Not only can Thoroughbreds provide hours of entertainment for racing enthusiasts, they could also play an invaluable role in understanding obesity and Type 2 diabetes in humans, reports a group of Irish researchers.
"Over the past 400 years, the fastest and strongest racehorses have been selected for, resulting in the elite athletic animals we see today," said lead researcher Emmeline Hill, PhD, of the Animal Genomics Laboratory at University College Dublin, Ireland.
While many Thoroughbred fans are satisfied to simply watch these athletes perform, Hill and colleagues wanted to examine these highly selected animals at the genetic level to see which genes were the targets of this selection.
"Although the physical and physiological adaptations contributing to the athleticism in Thoroughbreds are well-described, such as a large lung volume, high cardiac output, and large muscle mass to body weight ratio, the genes contributing to this athleticism have not yet been identified," explained Hill.
"By comparing genetic data from Thoroughbred and non-Thoroughbred populations we have been able to identify various regions in the Thoroughbred genome that exhibit 'signatures of selection,'" she added.
Specifically, within these regions researchers identified an overabundance of genes involved in insulin signaling, fat metabolism, and muscle strength.
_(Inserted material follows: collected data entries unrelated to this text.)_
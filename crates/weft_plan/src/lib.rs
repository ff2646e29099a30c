//! weft plan model
//!
//! Step definitions and the validated [`ExecutionPlan`] DAG: uniqueness,
//! dependency resolution and cycle checks happen once at construction,
//! after which the plan answers readiness and reachability queries by
//! integer index.

#![warn(missing_docs)]
#![warn(clippy::all)]

pub mod dag;
pub mod step;
pub mod validate;

pub use dag::{ExecutionPlan, DEFAULT_MAX_PARALLEL};
pub use step::Step;
pub use validate::{validate, ValidationError};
"In addition to potentially being able to impact selection decisions in Thoroughbred breeding, this information could be invaluable to human researchers," said Hill.
Hill explained that as a result of studying the Thoroughbred genes, researchers could better understand how exercise may assist in combating the growing obesity epidemic among human populations and diseases such as Type 2 diabetes.
"The Thoroughbred could emerge as a new large animal model for humans," concluded Hill.
The study, "A genome scan for positive selection in Thoroughbred horses," was published in the June 2009 edition of the journal PLoS One and is available free on PubMed.